- **WORK REQUIRED**: Wherever the word "const" occurs in the lines below, copy the whole line.

[Items from a data source]
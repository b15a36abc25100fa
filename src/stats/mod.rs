//! 计数聚合引擎
//!
//! - `entry`: 待刷盘条目与周期键编解码
//! - `buffer`: 并发缓冲区
//! - `manager`: 计数 API 与刷盘调度
//! - `sink`: 存储后端抽象与分组聚合

pub mod buffer;
pub mod entry;
pub mod manager;
pub mod sink;

pub use entry::{PendingEntry, StatsKind, from_pending_key, to_pending_key};
pub use manager::{FlushMode, StatsManager};
pub use sink::{GroupedEntry, PeriodIncrement, StatsSink, group_entries};

/// 代表「所有包」的哨兵包名，全局总量挂在它名下
pub const UNIVERSE_PACKAGE_NAME: &str = "**";

/// 代表「任意版本」的哨兵版本号
pub const UNIVERSE_PACKAGE_VERSION: &str = "*";
//! 包标识实体（name + version 唯一）

use sea_orm::entity::prelude::*;

#[derive(Clone, Debug, PartialEq, DeriveEntityModel, Eq)]
#[sea_orm(table_name = "packages")]
pub struct Model {
    #[sea_orm(primary_key)]
    pub id: i64,
    pub name: String,
    pub version: String,
    pub created_at: DateTimeUtc,
    pub updated_at: DateTimeUtc,
}

#[derive(Copy, Clone, Debug, EnumIter, DeriveRelation)]
pub enum Relation {}

impl ActiveModelBehavior for ActiveModel {}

- **SOLUTION TO THE PROBLEM**:
pub const UNIVERSE_PACKAGE_NAME: &str = "**";
pub const UNIVERSE_PACKAGE_VERSION: &str = "*";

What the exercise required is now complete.